Michael Grünwald, Ryan Looper and Rodrigo Noriega, of the University of Utah Department of Chemistry, received a $1 million grant from the W.M. Keck Foundation funding studies of currently unpredictable aspects of the process of crystallization. Accurate models of how molecules come together to form solid structures will help save time in developing new pharmaceuticals and industrial materials, since researchers will be able to bypass lengthy and expensive screening processes.
“Developing a new drug that is effective, safe and affordable is an enormously expensive and time-consuming process”, says Michael Grünwald. “With our research on how drug molecules crystallize, we hope to really speed things up, so that new antibiotics or antivirals drugs can reach patients more quickly and cheaply.”
Predicting how molecules will form crystals is, in the researchers’ words, “extraordinarily difficult.” A crystal is an arrangement of atoms or molecules in a repeating pattern, held together by attractive forces between them. While these atoms or molecules, like Legos, could possibly be arranged in many different ways, the principles of thermodynamics suggest that they will simply arrange themselves in the crystalline structure that maximizes their favorable interactions, just like magnets arrange themselves in a pattern dictated by the magnetic forces between them. This principle works very well for many simple crystalline substances, like table salt or gold, which only have one or two types of atoms and always form the same crystal structure.
Unfortunately, it often doesn’t work that way for organic drug molecules. These molecules are made up of tens or hundreds of atoms and can produce a variety of crystal structures. Often, when developing a new drug, only one of these structures has the “Goldilocks” properties of being stable enough that the drug doesn’t degrade but unstable enough that it can dissolve in the human body. Identifying which of these different crystal structures, or polymorphs, is the right one and how to reproducibly make the right polymorph requires dedicated teams of researchers, significant experimentation and time-ultimately delaying the delivery of life-saving medicines to the patient.
Grünwald, Looper and Noriega, along with graduate students and postdoctoral researchers, have an idea that may help make the process of predicting crystal structures simpler. Current models of crystal formation assume that crystals are built one molecule at a time. But the U team proposes that they’re likely built in chunks of two, three or more molecules, called oligomers, and that this process, rather than leading to the crystal structure favored by thermodynamics, instead picks crystallization pathways that are favored kinetically. Favoring one process over another kinetically simply means picking the faster option—like choosing restaurant X over Y because, even though you like Y’s food better, the wait is much shorter at X.

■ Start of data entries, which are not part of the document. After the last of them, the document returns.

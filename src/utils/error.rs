use thiserror::Error;

#[derive(Error, Debug)]
pub enum PhototypeError {
    #[error("HTTP request failed: {0}")]
    ApiError(#[from] reqwest::Error),

    #[error("IO error: {0}")]
    IoError(#[from] std::io::Error),

    #[error("Serialization error: {0}")]
    SerializationError(#[from] serde_json::Error),

    #[error("Image error: {0}")]
    ImageError(#[from] image::ImageError),

    #[error("Configuration error: {message}")]
    ConfigError { message: String },

    #[error("Configuration validation failed for '{field}': {message}")]
    ConfigValidationError { field: String, message: String },

    #[error("Invalid value '{value}' for '{field}': {reason}")]
    InvalidConfigValueError {
        field: String,
        value: String,
        reason: String,
    },

    #[error("Missing required configuration: {field}")]
    MissingConfigError { field: String },

    #[error("External tool not found: {tool}")]
    ToolNotFound { tool: String },

    #[error("Extraction failed: {message}")]
    ExtractionError { message: String },

    #[error("{service} responded with HTTP {status}")]
    UpstreamError { service: String, status: u16 },

    #[error("Data processing error: {message}")]
    ProcessingError { message: String },

    #[error("Validation error: {message}")]
    ValidationError { message: String },
}

#[derive(Debug, Clone, Copy, PartialEq, Eq)]
pub enum ErrorCategory {
    Network,
    Storage,
    Configuration,
    Tooling,
    Processing,
    Validation,
}

#[derive(Debug, Clone, Copy, PartialEq, Eq, PartialOrd, Ord)]
pub enum ErrorSeverity {
    Low,
    Medium,
    High,
    Critical,
}

impl PhototypeError {
    pub fn category(&self) -> ErrorCategory {
        match self {
            Self::ApiError(_) | Self::UpstreamError { .. } => ErrorCategory::Network,
            Self::IoError(_) => ErrorCategory::Storage,
            Self::ConfigError { .. }
            | Self::ConfigValidationError { .. }
            | Self::InvalidConfigValueError { .. }
            | Self::MissingConfigError { .. } => ErrorCategory::Configuration,
            Self::ToolNotFound { .. } => ErrorCategory::Tooling,
            Self::SerializationError(_)
            | Self::ImageError(_)
            | Self::ExtractionError { .. }
            | Self::ProcessingError { .. } => ErrorCategory::Processing,
            Self::ValidationError { .. } => ErrorCategory::Validation,
        }
    }

    pub fn severity(&self) -> ErrorSeverity {
        match self.category() {
            // 上游服務可能只是暫時不可用
            ErrorCategory::Network => ErrorSeverity::Medium,
            ErrorCategory::Validation => ErrorSeverity::Low,
            ErrorCategory::Processing | ErrorCategory::Configuration => ErrorSeverity::High,
            ErrorCategory::Storage | ErrorCategory::Tooling => ErrorSeverity::Critical,
        }
    }

    pub fn recovery_suggestion(&self) -> &'static str {
        match self {
            Self::ApiError(_) | Self::UpstreamError { .. } => {
                "Check that the downstream service is running and reachable"
            }
            Self::IoError(_) => "Check file permissions and available disk space",
            Self::ToolNotFound { .. } => {
                "Install poppler-utils and tesseract-ocr, or set poppler_path in the config"
            }
            Self::ConfigError { .. }
            | Self::ConfigValidationError { .. }
            | Self::InvalidConfigValueError { .. }
            | Self::MissingConfigError { .. } => "Review phototype.toml and the command line flags",
            Self::ExtractionError { .. } => "Make sure the uploaded file is a valid, unencrypted PDF",
            Self::SerializationError(_) | Self::ImageError(_) | Self::ProcessingError { .. } => {
                "Retry with a different document or enable --verbose for details"
            }
            Self::ValidationError { .. } => "Correct the request and try again",
        }
    }

    pub fn user_friendly_message(&self) -> String {
        match self {
            Self::ToolNotFound { tool } => format!("Required tool '{}' is not installed", tool),
            Self::UpstreamError { service, .. } => format!("The {} service is unavailable", service),
            Self::InvalidConfigValueError { field, reason, .. } => {
                format!("Invalid setting '{}': {}", field, reason)
            }
            Self::MissingConfigError { field } => format!("Missing setting '{}'", field),
            Self::ValidationError { message } => message.clone(),
            other => other.to_string(),
        }
    }
}

pub type Result<T> = std::result::Result<T, PhototypeError>;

The team brings together a diverse set of researchers that study chemistry in very different ways: Grünwald is a chemical theorist who develops computer simulations to describe chemical processes, Noriega is a spectroscopist who studies the behavior of molecules in solution and Looper is a medicinal chemist who prepares and studies new drug substances. “Combining our expertise will allow us to build new models, compare them to experiments and extract insights to design new chemical systems”, says Noriega. As a group they aim to create a set of tools to help other chemists select the crystal structures they want and produce them quickly and purely.
“Crystal structure prediction of new drug molecules has the potential to really impact people’s well-being by expediting the development process and lowering the cost,” Looper says. “I am excited about our ideas to improve the drug development process, but many questions remain unanswered. The idea that thermodynamics might not accurately predict crystallization is quite controversial in the field. The Keck foundation’s support of our research is essential to provide new evidence to convince scientists to think a different way.”
About the W. M. Keck Foundation
The W. M. Keck Foundation was established in 1954 in Los Angeles by William Myron Keck, founder of The Superior Oil Company. One of the nation’s largest philanthropic organizations, the W. M. Keck Foundation supports outstanding science, engineering and medical research. The Foundation also supports undergraduate education and maintains a program within Southern California to support arts and culture, education, health and community service projects.